Records to process —
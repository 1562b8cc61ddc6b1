//! GTID (Global Transaction ID) 집합 관리
//!
//! 텍스트 형식: `uuid1:1-100:200,uuid2:1-50`
//! (같은 UUID의 구간은 ':'로, 서로 다른 UUID는 ','로 구분. 공백/개행 허용)
//!
//! 바이너리 형식 (COM_BINLOG_DUMP_GTID 페이로드):
//! - n_sids (8 bytes)
//! - 각 sid: uuid (16 bytes), n_intervals (8 bytes),
//!   각 구간: start (8 bytes), end + 1 (8 bytes)

use crate::error::{ReplicaError, Result};
use byteorder::{LittleEndian, WriteBytesExt};
use parking_lot::RwLock;
use std::collections::BTreeMap;
use uuid::Uuid;

/// GTID 범위 (양 끝 포함)
#[derive(Debug, Clone, Copy, PartialEq, Eq, PartialOrd, Ord)]
pub struct GtidRange {
    pub start: u64,
    pub end: u64,
}

impl GtidRange {
    pub fn new(start: u64, end: u64) -> Result<Self> {
        if start == 0 {
            return Err(ReplicaError::GtidParse(
                "transaction number must be positive".to_string(),
            ));
        }
        if start > end {
            return Err(ReplicaError::GtidParse(format!(
                "invalid interval: {}-{} (start > end)",
                start, end
            )));
        }
        Ok(GtidRange { start, end })
    }

    pub fn contains(&self, value: u64) -> bool {
        value >= self.start && value <= self.end
    }

    /// 겹치거나 연접한 범위를 하나로 병합
    pub fn merge(&self, other: &GtidRange) -> Option<GtidRange> {
        if self.end.saturating_add(1) >= other.start && other.end.saturating_add(1) >= self.start {
            Some(GtidRange {
                start: self.start.min(other.start),
                end: self.end.max(other.end),
            })
        } else {
            None
        }
    }
}

/// 정렬되고 서로 겹치지 않는 범위 목록으로 정규화
fn normalize(ranges: &mut Vec<GtidRange>) {
    ranges.sort();
    let mut merged: Vec<GtidRange> = Vec::with_capacity(ranges.len());
    for range in ranges.drain(..) {
        match merged.last_mut() {
            Some(last) => match last.merge(&range) {
                Some(m) => *last = m,
                None => merged.push(range),
            },
            None => merged.push(range),
        }
    }
    *ranges = merged;
}

type SidMap = BTreeMap<Uuid, Vec<GtidRange>>;

/// 텍스트를 독립된 맵으로 파싱 (기존 집합은 건드리지 않음)
fn parse_text(text: &str) -> Result<SidMap> {
    let mut parsed = SidMap::new();
    let text = text.trim();
    if text.is_empty() || text.eq_ignore_ascii_case("NULL") {
        return Ok(parsed);
    }

    for sid_part in text.split(',') {
        let sid_part = sid_part.trim();
        if sid_part.is_empty() {
            return Err(ReplicaError::GtidParse(format!(
                "empty source entry in '{}'",
                text
            )));
        }

        let mut pieces = sid_part.split(':');
        let uuid_str = pieces.next().unwrap_or_default().trim();
        let uuid = Uuid::parse_str(uuid_str).map_err(|e| {
            ReplicaError::GtidParse(format!("invalid source id '{}': {}", uuid_str, e))
        })?;

        let mut ranges = Vec::new();
        for interval in pieces {
            ranges.push(parse_interval(interval.trim())?);
        }
        if ranges.is_empty() {
            return Err(ReplicaError::GtidParse(format!(
                "source id '{}' has no intervals",
                uuid_str
            )));
        }

        parsed.entry(uuid).or_default().extend(ranges);
    }

    for ranges in parsed.values_mut() {
        normalize(ranges);
    }
    Ok(parsed)
}

fn parse_interval(interval: &str) -> Result<GtidRange> {
    let number = |s: &str| {
        s.trim()
            .parse::<u64>()
            .map_err(|_| ReplicaError::GtidParse(format!("invalid interval: '{}'", interval)))
    };

    match interval.split_once('-') {
        Some((start, end)) => GtidRange::new(number(start)?, number(end)?),
        None => {
            let n = number(interval)?;
            GtidRange::new(n, n)
        }
    }
}

/// GTID 집합 (source id → 구간 목록)
///
/// 내부 맵은 하나의 읽기/쓰기 락으로 보호됩니다.
/// `encode`, `is_empty` 등은 읽기 락, `add_from_text`만 쓰기 락을 잡습니다.
#[derive(Debug, Default)]
pub struct GtidSet {
    sets: RwLock<SidMap>,
}

impl GtidSet {
    pub fn new() -> Self {
        GtidSet {
            sets: RwLock::new(BTreeMap::new()),
        }
    }

    /// GTID 텍스트 파싱
    pub fn parse(text: &str) -> Result<Self> {
        Ok(GtidSet {
            sets: RwLock::new(parse_text(text)?),
        })
    }

    /// 텍스트의 GTID들을 집합에 추가
    ///
    /// 파싱이 하나라도 실패하면 집합은 변경되지 않습니다.
    pub fn add_from_text(&self, text: &str) -> Result<()> {
        let parsed = parse_text(text)?;

        let mut sets = self.sets.write();
        for (uuid, ranges) in parsed {
            let existing = sets.entry(uuid).or_default();
            existing.extend(ranges);
            normalize(existing);
        }
        Ok(())
    }

    pub fn contains(&self, uuid: &Uuid, sequence: u64) -> bool {
        self.sets
            .read()
            .get(uuid)
            .map(|ranges| ranges.iter().any(|r| r.contains(sequence)))
            .unwrap_or(false)
    }

    /// UUID별 구간 목록 스냅샷
    pub fn ranges(&self, uuid: &Uuid) -> Vec<GtidRange> {
        self.sets.read().get(uuid).cloned().unwrap_or_default()
    }

    pub fn is_empty(&self) -> bool {
        self.sets.read().values().all(|ranges| ranges.is_empty())
    }

    /// 인코딩된 바이트 길이
    pub fn encoded_length(&self) -> usize {
        let sets = self.sets.read();
        8 + sets
            .values()
            .map(|ranges| 16 + 8 + ranges.len() * 16)
            .sum::<usize>()
    }

    /// COM_BINLOG_DUMP_GTID 형식으로 인코딩해 `buffer` 뒤에 붙임
    pub fn encode(&self, buffer: &mut Vec<u8>) {
        let sets = self.sets.read();
        buffer.reserve(8 + sets.len() * 24);

        // Vec<u8>에 대한 쓰기는 실패하지 않음
        let _ = buffer.write_u64::<LittleEndian>(sets.len() as u64);
        for (uuid, ranges) in sets.iter() {
            buffer.extend_from_slice(uuid.as_bytes());
            let _ = buffer.write_u64::<LittleEndian>(ranges.len() as u64);
            for range in ranges {
                let _ = buffer.write_u64::<LittleEndian>(range.start);
                let _ = buffer.write_u64::<LittleEndian>(range.end + 1);
            }
        }
    }

    pub fn to_string(&self) -> String {
        let sets = self.sets.read();
        let parts: Vec<String> = sets
            .iter()
            .filter(|(_, ranges)| !ranges.is_empty())
            .map(|(uuid, ranges)| {
                let range_strs: Vec<String> = ranges
                    .iter()
                    .map(|r| {
                        if r.start == r.end {
                            r.start.to_string()
                        } else {
                            format!("{}-{}", r.start, r.end)
                        }
                    })
                    .collect();
                format!("{}:{}", uuid, range_strs.join(":"))
            })
            .collect();
        parts.join(",")
    }
}

#[cfg(test)]
mod tests {
    use super::*;
    use byteorder::ReadBytesExt;
    use std::io::{Cursor, Read};

    const SID_A: &str = "3e11fa47-71ca-11e1-9e33-c80aa9429562";
    const SID_B: &str = "2174b383-5441-11e8-b90a-c80aa9429562";

    fn uuid(s: &str) -> Uuid {
        Uuid::parse_str(s).unwrap()
    }

    /// 인코딩 결과를 다시 맵으로 디코딩 (테스트 전용)
    fn decode(bytes: &[u8]) -> BTreeMap<Uuid, Vec<(u64, u64)>> {
        let mut cursor = Cursor::new(bytes);
        let n_sids = cursor.read_u64::<LittleEndian>().unwrap();
        let mut map = BTreeMap::new();
        for _ in 0..n_sids {
            let mut sid = [0u8; 16];
            cursor.read_exact(&mut sid).unwrap();
            let n = cursor.read_u64::<LittleEndian>().unwrap();
            let mut intervals = Vec::new();
            for _ in 0..n {
                let start = cursor.read_u64::<LittleEndian>().unwrap();
                let end = cursor.read_u64::<LittleEndian>().unwrap();
                intervals.push((start, end - 1));
            }
            map.insert(Uuid::from_bytes(sid), intervals);
        }
        assert_eq!(cursor.position() as usize, bytes.len());
        map
    }

    #[test]
    fn test_gtid_parse() {
        let text = format!("{}:1-100:200:300-400, {}:1-5", SID_A, SID_B);
        let set = GtidSet::parse(&text).unwrap();
        assert_eq!(
            set.ranges(&uuid(SID_A)),
            vec![
                GtidRange { start: 1, end: 100 },
                GtidRange { start: 200, end: 200 },
                GtidRange { start: 300, end: 400 },
            ]
        );
        assert!(set.contains(&uuid(SID_B), 3));
        assert!(!set.contains(&uuid(SID_B), 6));
    }

    #[test]
    fn test_parse_server_formatted_text() {
        // SELECT @@gtid_executed 결과는 ",\n"으로 구분됨
        let text = format!("{}:1-3,\n{}:7", SID_A.to_uppercase(), SID_B);
        let set = GtidSet::parse(&text).unwrap();
        assert_eq!(set.ranges(&uuid(SID_A)), vec![GtidRange { start: 1, end: 3 }]);
        assert_eq!(set.ranges(&uuid(SID_B)), vec![GtidRange { start: 7, end: 7 }]);
    }

    #[test]
    fn test_empty_text() {
        let set = GtidSet::new();
        set.add_from_text("").unwrap();
        set.add_from_text("  \n").unwrap();
        assert!(set.is_empty());
        assert_eq!(set.encoded_length(), 8);
    }

    #[test]
    fn test_encode_round_trip() {
        let text = format!("{}:1-10:12-20,{}:5", SID_A, SID_B);
        let set = GtidSet::parse(&text).unwrap();

        let mut buffer = Vec::new();
        set.encode(&mut buffer);
        assert_eq!(buffer.len(), set.encoded_length());

        let decoded = decode(&buffer);
        assert_eq!(decoded[&uuid(SID_A)], vec![(1, 10), (12, 20)]);
        assert_eq!(decoded[&uuid(SID_B)], vec![(5, 5)]);
    }

    #[test]
    fn test_encode_appends_to_existing_buffer() {
        let set = GtidSet::parse(&format!("{}:1", SID_A)).unwrap();
        let mut buffer = vec![0xAA, 0xBB];
        set.encode(&mut buffer);
        assert_eq!(&buffer[..2], &[0xAA, 0xBB]);
        assert_eq!(buffer.len(), 2 + set.encoded_length());
    }

    #[test]
    fn test_malformed_interval_does_not_mutate() {
        let set = GtidSet::parse(&format!("{}:1-10", SID_A)).unwrap();

        // 두 번째 항목의 구간이 잘못됨 → 첫 번째 항목도 반영되지 않아야 함
        let bad = format!("{}:50-60,{}:9-3", SID_B, SID_A);
        assert!(matches!(
            set.add_from_text(&bad),
            Err(ReplicaError::GtidParse(_))
        ));
        assert_eq!(set.ranges(&uuid(SID_A)), vec![GtidRange { start: 1, end: 10 }]);
        assert!(set.ranges(&uuid(SID_B)).is_empty());
    }

    #[test]
    fn test_malformed_inputs() {
        let set = GtidSet::new();
        for bad in [
            "not-a-uuid:1-5".to_string(),
            format!("{}", SID_A),
            format!("{}:", SID_A),
            format!("{}:0-5", SID_A),
            format!("{}:a-b", SID_A),
            format!("{}:1-5,,{}:1", SID_A, SID_B),
            format!("{}:1--5", SID_A),
        ] {
            assert!(set.add_from_text(&bad).is_err(), "accepted '{}'", bad);
        }
        assert!(set.is_empty());
    }

    #[test]
    fn test_repeated_adds_stay_sorted_and_merged() {
        let set = GtidSet::new();
        set.add_from_text(&format!("{}:10-20", SID_A)).unwrap();
        set.add_from_text(&format!("{}:1-3:30", SID_A)).unwrap();
        set.add_from_text(&format!("{}:4-9", SID_A)).unwrap();
        set.add_from_text(&format!("{}:21:25-29", SID_A)).unwrap();

        let ranges = set.ranges(&uuid(SID_A));
        assert_eq!(ranges, vec![GtidRange { start: 1, end: 21 }, GtidRange { start: 25, end: 30 }]);
        for pair in ranges.windows(2) {
            assert!(pair[0].end + 1 < pair[1].start);
        }
    }

    #[test]
    fn test_to_string() {
        let set = GtidSet::parse(&format!("{}:1-3:5", SID_A)).unwrap();
        assert_eq!(set.to_string(), format!("{}:1-3:5", SID_A));
    }
}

Exercise objective —
Among the lines of the listing above, count those that include the string "number" and give that total alone.

Response area —
4